** SOURCE RECORDS follows **

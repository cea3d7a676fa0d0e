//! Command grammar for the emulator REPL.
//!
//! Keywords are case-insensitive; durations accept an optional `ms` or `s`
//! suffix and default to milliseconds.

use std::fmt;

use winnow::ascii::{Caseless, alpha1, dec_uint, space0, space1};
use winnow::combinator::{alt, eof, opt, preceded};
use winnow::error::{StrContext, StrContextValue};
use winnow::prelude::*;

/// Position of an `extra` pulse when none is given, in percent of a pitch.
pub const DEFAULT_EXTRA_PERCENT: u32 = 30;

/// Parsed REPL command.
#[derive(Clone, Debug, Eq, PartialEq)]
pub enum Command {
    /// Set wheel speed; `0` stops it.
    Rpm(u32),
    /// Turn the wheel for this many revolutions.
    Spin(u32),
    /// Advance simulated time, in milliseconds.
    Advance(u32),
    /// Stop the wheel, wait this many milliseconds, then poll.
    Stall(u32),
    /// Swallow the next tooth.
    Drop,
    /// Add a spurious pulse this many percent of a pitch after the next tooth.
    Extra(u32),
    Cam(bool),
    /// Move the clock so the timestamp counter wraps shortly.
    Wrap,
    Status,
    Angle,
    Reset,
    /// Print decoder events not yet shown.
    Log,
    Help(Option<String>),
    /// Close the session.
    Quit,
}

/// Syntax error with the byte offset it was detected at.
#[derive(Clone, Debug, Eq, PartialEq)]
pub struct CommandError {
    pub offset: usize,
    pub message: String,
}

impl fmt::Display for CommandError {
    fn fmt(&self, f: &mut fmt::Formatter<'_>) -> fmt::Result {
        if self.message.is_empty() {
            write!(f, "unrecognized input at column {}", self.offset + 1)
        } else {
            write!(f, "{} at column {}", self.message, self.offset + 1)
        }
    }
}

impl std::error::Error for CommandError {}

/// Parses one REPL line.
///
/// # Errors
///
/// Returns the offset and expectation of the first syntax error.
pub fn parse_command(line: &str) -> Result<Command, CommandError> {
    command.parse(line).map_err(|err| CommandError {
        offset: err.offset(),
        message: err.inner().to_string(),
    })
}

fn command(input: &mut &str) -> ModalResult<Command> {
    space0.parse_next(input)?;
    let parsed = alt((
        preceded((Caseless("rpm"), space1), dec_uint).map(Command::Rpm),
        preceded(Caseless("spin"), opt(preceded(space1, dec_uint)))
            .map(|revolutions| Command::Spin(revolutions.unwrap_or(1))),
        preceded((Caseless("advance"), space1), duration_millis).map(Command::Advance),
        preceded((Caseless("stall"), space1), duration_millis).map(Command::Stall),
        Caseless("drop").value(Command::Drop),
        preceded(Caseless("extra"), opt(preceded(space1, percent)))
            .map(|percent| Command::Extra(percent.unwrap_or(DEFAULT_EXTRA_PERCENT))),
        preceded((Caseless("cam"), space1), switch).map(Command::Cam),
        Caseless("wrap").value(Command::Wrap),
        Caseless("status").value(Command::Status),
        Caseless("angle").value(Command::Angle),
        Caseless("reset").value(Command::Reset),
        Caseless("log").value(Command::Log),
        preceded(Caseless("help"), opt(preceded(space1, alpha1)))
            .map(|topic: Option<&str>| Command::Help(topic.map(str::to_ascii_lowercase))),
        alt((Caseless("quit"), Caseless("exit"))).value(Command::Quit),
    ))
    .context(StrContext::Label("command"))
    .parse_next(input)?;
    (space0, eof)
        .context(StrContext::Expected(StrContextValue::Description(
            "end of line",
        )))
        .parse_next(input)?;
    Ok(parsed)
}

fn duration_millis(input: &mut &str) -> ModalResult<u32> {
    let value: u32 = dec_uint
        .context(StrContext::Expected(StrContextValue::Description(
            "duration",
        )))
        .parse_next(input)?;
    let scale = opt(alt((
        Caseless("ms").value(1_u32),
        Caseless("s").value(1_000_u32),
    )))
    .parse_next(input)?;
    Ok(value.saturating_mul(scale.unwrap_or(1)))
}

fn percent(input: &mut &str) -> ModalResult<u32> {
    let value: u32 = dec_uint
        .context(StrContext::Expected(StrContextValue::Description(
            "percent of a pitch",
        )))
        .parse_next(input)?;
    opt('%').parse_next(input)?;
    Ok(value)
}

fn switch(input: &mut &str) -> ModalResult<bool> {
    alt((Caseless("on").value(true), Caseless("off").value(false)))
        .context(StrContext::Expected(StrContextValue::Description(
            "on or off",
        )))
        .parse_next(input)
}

** End of SOURCE RECORDS **

Every line in the records above that contains the word "CommandError" should be copied out.

> ANSWER SECTION:
pub struct CommandError {
impl fmt::Display for CommandError {
impl std::error::Error for CommandError {}
pub fn parse_command(line: &str) -> Result<Command, CommandError> {
    command.parse(line).map_err(|err| CommandError {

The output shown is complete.